__EXERCISE OBJECTIVE__
Please transcribe the data that follows exactly, from its first line through the line that contains "a record stream".

__Collected data__
================================

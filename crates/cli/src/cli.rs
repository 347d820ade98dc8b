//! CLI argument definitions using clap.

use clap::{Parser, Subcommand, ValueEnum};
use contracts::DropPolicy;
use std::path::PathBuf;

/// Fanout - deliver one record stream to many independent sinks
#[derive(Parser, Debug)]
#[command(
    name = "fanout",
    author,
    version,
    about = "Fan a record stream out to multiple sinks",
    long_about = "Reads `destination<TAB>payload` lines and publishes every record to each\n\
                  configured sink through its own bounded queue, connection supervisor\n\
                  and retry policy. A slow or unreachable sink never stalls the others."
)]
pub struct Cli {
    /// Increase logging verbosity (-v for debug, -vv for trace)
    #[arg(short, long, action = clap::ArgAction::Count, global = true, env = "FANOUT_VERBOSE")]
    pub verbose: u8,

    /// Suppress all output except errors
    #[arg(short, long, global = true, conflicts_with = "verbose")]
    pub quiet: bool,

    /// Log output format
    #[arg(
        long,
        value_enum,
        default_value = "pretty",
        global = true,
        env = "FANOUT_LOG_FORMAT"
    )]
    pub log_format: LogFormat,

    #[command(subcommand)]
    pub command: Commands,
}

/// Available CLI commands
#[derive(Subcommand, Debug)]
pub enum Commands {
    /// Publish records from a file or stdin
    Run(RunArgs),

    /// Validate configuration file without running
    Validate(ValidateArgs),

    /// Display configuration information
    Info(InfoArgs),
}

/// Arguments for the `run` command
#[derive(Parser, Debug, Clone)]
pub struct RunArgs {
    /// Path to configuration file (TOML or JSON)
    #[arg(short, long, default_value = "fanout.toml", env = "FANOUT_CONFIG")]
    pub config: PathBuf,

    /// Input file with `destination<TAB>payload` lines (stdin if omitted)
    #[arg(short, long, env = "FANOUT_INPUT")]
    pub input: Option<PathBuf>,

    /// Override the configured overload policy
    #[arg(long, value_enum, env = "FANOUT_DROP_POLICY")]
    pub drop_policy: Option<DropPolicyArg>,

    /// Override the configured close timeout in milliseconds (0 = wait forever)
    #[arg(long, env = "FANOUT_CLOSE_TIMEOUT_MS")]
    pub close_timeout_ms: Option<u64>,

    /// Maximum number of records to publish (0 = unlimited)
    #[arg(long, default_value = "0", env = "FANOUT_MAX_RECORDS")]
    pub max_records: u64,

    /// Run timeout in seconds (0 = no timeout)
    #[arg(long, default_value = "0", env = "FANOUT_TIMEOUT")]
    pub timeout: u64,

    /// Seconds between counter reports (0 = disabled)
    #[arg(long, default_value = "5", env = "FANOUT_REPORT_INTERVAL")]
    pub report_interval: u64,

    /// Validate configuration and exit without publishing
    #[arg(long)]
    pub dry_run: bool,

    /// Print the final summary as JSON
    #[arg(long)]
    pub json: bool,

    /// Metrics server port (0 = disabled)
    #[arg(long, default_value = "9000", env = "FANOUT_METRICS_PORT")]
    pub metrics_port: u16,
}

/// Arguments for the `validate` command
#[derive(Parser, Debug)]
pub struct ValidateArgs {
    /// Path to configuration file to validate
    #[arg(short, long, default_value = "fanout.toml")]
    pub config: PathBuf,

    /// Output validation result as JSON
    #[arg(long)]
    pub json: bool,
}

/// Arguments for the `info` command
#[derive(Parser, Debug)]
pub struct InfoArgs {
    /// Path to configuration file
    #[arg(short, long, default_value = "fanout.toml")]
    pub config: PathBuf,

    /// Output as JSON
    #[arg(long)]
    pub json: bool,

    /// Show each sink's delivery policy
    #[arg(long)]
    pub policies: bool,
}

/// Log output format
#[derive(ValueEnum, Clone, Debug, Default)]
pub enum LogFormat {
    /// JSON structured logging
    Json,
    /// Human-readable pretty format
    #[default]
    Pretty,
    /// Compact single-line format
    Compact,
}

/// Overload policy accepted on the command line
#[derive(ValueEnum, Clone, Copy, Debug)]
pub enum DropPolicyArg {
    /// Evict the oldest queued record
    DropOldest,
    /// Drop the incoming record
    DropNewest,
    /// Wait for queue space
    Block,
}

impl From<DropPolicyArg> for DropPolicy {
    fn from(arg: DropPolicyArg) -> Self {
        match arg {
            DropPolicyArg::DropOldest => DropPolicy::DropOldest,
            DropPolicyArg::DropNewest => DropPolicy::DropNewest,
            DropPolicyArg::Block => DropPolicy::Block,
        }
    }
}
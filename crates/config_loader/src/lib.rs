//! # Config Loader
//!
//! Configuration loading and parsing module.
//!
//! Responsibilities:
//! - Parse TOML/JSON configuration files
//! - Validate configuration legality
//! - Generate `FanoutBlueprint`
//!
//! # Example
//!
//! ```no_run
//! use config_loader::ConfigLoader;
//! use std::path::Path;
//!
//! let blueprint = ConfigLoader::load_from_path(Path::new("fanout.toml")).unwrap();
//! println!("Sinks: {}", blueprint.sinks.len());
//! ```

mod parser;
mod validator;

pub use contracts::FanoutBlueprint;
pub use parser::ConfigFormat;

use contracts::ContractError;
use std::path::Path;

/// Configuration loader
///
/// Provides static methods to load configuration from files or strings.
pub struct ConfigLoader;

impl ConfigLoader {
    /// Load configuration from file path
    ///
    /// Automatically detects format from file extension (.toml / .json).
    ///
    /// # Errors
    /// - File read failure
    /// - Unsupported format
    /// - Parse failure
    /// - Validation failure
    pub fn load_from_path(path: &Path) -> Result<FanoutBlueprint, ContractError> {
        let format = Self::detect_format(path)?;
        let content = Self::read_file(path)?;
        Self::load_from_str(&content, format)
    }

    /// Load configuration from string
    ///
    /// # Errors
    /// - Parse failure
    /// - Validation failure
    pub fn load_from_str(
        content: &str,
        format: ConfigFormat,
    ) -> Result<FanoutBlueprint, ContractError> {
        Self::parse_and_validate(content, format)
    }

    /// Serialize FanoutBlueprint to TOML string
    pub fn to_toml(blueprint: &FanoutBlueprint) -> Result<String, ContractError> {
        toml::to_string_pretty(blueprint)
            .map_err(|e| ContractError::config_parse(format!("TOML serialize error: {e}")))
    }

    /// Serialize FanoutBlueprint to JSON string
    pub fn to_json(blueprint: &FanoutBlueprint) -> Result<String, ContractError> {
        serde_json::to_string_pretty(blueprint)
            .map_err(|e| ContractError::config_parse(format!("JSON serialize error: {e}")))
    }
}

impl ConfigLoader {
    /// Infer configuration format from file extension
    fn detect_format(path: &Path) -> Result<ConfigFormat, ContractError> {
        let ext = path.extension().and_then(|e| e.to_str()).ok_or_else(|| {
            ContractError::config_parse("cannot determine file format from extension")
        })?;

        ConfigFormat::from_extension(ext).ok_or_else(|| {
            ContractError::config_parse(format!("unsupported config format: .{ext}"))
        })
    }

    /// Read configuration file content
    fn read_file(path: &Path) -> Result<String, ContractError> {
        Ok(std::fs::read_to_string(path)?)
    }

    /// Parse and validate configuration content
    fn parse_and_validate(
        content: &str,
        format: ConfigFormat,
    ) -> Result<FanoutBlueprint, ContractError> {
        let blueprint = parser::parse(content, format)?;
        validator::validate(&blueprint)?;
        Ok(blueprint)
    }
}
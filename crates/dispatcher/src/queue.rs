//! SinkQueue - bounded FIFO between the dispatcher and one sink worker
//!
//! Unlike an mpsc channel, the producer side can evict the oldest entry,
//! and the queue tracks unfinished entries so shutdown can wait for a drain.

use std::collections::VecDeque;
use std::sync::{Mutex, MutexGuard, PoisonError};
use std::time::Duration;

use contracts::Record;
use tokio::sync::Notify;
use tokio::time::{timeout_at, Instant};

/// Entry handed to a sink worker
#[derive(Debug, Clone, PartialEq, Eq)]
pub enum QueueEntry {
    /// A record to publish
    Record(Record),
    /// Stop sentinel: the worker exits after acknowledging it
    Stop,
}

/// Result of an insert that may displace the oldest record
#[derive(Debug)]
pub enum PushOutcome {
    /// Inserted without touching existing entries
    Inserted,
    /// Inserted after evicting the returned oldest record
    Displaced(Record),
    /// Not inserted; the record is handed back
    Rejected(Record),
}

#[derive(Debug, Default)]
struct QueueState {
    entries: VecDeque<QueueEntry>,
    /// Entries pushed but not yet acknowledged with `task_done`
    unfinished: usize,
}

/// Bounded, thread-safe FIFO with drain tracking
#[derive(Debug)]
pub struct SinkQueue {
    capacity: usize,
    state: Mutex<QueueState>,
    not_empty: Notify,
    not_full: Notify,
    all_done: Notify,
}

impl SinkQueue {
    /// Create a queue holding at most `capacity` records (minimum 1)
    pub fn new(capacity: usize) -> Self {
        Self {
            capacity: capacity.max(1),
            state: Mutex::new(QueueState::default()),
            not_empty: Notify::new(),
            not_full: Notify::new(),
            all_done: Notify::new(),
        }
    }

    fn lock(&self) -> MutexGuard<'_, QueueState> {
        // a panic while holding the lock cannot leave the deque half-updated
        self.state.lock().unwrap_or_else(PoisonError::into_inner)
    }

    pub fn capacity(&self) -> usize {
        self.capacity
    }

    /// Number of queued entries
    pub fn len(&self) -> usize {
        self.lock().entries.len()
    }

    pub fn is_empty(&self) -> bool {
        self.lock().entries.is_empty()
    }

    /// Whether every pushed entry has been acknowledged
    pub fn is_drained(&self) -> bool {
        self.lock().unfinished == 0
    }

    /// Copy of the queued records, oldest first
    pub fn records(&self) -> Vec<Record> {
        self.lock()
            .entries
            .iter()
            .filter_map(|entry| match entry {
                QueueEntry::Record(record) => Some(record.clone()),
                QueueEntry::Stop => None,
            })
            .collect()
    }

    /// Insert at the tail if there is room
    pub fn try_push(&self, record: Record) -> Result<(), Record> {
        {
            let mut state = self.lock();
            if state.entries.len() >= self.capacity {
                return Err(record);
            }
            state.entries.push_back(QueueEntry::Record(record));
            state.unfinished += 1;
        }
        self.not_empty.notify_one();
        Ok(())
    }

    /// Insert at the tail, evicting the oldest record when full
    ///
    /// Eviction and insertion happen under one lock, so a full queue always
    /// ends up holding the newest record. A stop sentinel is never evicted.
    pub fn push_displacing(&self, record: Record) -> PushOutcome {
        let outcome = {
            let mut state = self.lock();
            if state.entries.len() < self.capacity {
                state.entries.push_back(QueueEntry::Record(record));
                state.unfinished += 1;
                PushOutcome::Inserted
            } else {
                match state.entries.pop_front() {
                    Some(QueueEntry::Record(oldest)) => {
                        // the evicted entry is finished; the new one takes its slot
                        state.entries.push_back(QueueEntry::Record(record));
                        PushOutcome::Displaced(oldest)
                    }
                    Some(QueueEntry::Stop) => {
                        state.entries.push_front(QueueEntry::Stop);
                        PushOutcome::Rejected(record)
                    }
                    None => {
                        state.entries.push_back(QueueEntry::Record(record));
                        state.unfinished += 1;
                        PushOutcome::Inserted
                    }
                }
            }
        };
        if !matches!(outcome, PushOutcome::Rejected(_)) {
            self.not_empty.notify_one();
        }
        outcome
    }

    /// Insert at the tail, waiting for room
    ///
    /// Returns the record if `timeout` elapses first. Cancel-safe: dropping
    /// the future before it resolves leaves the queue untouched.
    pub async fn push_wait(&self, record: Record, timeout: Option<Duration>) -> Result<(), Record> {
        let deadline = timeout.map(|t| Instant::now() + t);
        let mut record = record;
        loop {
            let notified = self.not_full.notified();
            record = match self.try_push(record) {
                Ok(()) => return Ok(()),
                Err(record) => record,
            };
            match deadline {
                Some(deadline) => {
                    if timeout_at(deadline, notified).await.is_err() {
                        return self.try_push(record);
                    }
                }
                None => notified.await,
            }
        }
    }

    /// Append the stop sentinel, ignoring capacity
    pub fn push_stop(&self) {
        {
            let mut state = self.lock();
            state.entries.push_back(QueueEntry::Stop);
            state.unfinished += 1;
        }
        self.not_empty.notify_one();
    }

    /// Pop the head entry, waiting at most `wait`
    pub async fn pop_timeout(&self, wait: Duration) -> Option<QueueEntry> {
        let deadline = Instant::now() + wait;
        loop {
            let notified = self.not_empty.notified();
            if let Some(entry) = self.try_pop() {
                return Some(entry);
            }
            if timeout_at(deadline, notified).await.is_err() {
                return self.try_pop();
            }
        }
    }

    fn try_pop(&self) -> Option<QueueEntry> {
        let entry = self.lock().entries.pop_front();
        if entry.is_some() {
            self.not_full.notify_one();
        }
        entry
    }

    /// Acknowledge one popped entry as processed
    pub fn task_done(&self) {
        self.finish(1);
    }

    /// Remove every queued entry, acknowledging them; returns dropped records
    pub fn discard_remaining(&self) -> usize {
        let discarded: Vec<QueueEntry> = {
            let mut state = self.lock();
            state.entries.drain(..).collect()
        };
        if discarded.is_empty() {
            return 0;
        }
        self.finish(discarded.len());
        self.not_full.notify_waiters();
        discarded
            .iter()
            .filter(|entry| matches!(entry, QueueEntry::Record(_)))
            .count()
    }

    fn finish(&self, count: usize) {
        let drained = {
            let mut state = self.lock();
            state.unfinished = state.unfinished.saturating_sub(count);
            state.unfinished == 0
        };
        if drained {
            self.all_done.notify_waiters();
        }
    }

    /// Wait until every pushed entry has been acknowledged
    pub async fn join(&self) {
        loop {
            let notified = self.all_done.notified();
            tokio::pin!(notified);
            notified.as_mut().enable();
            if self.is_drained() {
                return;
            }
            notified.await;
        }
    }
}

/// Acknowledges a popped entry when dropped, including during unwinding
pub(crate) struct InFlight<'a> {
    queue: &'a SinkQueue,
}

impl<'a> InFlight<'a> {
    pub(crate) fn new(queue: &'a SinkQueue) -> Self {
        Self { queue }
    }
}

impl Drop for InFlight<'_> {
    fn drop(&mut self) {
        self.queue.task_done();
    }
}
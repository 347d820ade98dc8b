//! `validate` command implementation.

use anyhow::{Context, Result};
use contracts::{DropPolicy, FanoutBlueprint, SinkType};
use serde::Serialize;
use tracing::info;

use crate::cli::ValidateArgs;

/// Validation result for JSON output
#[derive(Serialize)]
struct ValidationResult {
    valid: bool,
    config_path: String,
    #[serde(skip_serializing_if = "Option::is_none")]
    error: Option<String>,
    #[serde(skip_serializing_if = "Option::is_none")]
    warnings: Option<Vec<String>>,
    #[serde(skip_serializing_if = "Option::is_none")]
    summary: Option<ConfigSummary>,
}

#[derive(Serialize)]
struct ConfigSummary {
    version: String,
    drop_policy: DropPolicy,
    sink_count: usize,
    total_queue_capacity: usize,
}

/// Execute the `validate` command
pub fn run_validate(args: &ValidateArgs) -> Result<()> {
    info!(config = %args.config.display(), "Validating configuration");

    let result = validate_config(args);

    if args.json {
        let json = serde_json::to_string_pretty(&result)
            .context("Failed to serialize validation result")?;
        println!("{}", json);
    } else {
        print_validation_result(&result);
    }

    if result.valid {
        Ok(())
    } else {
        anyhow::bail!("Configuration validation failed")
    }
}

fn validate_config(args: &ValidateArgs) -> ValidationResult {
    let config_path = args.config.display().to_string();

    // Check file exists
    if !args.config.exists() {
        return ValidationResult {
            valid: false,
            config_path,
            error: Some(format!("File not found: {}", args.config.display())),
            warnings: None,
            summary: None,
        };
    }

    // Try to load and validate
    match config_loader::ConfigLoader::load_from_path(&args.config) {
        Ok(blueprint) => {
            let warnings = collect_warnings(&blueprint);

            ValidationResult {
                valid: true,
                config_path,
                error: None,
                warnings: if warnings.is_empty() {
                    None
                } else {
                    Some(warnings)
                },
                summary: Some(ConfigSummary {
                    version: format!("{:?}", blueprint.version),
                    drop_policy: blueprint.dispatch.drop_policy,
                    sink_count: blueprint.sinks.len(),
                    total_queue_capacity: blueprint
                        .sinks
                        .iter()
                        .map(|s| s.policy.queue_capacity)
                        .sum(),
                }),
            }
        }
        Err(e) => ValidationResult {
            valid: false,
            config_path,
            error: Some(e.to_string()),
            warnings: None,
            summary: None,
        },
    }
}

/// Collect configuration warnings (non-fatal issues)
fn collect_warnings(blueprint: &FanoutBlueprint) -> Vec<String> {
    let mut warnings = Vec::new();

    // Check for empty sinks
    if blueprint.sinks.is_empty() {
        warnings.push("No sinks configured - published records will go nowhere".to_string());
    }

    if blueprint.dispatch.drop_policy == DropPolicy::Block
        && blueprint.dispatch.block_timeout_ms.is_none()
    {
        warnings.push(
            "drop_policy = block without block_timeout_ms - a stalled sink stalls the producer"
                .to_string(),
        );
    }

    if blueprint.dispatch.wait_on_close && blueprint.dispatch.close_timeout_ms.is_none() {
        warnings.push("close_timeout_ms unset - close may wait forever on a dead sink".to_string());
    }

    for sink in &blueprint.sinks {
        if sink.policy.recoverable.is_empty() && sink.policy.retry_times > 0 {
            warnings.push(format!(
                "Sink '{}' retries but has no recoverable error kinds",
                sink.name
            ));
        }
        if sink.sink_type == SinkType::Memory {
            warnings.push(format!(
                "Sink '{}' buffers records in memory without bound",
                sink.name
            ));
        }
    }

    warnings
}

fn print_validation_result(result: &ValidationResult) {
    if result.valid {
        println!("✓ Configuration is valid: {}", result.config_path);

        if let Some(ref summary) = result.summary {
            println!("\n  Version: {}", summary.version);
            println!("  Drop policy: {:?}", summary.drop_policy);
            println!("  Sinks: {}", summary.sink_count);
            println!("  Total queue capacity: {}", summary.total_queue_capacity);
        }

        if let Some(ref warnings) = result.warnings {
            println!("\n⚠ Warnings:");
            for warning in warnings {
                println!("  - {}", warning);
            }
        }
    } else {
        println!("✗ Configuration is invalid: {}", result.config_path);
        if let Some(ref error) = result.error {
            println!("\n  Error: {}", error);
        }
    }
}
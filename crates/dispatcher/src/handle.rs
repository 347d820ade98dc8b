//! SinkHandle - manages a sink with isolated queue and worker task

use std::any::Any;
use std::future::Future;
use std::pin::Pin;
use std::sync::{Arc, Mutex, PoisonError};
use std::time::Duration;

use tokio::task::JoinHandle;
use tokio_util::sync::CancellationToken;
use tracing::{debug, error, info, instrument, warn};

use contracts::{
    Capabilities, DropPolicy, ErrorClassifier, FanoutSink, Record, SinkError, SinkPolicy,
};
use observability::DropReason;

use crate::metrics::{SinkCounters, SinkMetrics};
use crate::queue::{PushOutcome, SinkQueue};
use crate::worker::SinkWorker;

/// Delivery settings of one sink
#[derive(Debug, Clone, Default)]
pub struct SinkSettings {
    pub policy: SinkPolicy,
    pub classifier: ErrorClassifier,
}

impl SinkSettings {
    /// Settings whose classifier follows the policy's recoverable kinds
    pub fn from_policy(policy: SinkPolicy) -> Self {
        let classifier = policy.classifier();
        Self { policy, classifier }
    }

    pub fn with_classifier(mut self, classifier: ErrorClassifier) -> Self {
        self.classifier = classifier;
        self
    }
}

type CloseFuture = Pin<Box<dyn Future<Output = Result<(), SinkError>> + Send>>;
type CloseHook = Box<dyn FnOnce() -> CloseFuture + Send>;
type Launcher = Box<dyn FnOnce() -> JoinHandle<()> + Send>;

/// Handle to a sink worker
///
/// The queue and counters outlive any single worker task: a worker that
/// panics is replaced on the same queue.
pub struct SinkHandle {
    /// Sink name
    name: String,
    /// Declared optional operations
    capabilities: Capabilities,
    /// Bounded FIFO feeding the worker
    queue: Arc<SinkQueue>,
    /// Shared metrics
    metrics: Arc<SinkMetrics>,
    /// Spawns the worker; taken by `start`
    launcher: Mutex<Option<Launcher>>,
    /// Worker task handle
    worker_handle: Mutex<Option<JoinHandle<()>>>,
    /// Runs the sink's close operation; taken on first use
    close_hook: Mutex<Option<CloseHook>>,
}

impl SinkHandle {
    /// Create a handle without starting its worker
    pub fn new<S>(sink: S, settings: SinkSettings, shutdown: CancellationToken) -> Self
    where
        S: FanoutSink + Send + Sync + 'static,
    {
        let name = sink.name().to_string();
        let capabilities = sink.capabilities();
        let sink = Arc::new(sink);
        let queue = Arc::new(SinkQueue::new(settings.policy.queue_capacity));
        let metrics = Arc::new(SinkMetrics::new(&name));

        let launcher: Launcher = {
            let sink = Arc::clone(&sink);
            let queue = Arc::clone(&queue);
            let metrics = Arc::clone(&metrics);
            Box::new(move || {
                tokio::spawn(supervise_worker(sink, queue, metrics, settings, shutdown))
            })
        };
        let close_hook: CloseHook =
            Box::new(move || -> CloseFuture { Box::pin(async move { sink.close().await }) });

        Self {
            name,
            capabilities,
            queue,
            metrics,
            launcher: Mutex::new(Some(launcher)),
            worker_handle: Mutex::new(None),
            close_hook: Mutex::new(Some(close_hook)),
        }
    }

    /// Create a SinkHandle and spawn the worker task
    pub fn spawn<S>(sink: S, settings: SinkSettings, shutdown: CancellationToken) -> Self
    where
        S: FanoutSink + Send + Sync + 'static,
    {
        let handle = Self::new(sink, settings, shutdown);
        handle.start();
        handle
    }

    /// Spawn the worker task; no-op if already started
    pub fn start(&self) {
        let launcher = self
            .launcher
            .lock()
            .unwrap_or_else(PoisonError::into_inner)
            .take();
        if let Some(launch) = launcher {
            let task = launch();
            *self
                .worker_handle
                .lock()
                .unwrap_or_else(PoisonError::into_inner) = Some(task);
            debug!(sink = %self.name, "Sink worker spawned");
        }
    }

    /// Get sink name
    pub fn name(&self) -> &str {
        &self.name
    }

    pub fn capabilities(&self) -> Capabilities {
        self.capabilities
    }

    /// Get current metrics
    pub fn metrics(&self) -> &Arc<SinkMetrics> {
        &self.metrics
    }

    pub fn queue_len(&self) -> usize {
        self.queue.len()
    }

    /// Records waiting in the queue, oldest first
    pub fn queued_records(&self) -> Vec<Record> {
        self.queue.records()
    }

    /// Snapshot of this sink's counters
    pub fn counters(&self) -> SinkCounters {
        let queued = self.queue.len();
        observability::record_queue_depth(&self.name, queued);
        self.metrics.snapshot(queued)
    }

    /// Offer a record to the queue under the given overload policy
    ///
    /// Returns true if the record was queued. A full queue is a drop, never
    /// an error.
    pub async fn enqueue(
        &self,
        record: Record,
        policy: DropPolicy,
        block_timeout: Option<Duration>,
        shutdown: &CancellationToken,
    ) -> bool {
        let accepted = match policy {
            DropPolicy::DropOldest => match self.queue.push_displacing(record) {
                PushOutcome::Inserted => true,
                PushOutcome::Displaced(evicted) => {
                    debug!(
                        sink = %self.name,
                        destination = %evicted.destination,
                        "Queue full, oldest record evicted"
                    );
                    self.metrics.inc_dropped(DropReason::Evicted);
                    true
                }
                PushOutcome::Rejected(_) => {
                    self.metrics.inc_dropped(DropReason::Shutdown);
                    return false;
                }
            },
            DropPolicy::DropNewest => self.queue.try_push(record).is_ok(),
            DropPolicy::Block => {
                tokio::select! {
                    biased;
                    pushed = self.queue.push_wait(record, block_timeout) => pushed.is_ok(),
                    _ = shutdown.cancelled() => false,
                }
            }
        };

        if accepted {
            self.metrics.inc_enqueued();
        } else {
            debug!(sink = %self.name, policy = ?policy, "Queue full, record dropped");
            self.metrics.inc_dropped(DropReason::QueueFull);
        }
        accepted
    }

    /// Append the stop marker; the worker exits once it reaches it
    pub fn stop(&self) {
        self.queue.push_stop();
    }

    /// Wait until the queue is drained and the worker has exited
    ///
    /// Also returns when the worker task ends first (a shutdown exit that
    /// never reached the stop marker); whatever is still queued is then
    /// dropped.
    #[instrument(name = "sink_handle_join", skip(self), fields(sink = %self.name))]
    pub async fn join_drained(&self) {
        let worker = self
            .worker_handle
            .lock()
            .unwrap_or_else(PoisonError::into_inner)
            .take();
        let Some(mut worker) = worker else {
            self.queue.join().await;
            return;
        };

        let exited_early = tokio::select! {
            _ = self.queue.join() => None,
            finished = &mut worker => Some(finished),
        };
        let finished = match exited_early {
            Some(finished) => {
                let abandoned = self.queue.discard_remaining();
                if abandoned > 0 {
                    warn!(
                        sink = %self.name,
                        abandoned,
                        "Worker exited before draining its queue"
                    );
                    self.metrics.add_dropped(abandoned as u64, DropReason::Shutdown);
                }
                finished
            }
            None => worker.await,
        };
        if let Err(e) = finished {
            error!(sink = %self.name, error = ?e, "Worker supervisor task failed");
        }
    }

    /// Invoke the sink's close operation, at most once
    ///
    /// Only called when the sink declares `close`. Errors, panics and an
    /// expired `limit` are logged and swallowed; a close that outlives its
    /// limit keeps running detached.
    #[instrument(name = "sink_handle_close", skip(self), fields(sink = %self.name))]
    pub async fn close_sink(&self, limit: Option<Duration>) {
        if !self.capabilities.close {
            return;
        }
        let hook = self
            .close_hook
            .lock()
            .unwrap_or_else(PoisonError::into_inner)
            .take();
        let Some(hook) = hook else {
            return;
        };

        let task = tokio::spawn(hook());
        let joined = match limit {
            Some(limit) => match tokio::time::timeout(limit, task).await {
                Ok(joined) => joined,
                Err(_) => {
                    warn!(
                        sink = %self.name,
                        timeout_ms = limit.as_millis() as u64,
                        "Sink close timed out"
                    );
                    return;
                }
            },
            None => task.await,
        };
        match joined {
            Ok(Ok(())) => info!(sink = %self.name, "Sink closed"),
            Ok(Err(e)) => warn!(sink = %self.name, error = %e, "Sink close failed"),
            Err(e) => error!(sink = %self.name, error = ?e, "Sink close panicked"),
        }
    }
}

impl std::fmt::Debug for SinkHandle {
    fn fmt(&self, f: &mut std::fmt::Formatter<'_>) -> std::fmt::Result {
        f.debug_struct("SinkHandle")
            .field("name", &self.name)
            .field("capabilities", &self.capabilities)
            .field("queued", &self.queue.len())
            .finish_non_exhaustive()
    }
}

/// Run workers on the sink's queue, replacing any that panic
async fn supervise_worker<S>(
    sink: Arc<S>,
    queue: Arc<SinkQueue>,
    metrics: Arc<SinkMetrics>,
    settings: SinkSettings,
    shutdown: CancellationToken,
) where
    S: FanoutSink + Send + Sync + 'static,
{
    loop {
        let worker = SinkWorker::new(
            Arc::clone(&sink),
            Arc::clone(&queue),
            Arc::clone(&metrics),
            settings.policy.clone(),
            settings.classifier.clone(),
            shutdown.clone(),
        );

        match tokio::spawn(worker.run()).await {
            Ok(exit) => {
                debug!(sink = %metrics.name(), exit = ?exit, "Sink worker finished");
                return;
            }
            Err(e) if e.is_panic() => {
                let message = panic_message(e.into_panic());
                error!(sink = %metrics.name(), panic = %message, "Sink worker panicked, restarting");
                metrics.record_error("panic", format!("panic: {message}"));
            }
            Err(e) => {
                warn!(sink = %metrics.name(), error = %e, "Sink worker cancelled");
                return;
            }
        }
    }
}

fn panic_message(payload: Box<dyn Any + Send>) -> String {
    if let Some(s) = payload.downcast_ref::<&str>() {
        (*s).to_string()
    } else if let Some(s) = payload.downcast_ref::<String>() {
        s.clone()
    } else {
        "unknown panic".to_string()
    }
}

================================

__EXERCISE RESULT__
filename crates/cli/src/cli.rs
repository 347d820ade98dc8b
//! CLI argument definitions using clap.

use clap::{Parser, Subcommand, ValueEnum};
use contracts::DropPolicy;
use std::path::PathBuf;

/// Fanout - deliver one record stream to many independent sinks
#[derive(Parser, Debug)]
#[command(
    name = "fanout",
    author,
    version,
    about = "Fan a record stream out to multiple sinks",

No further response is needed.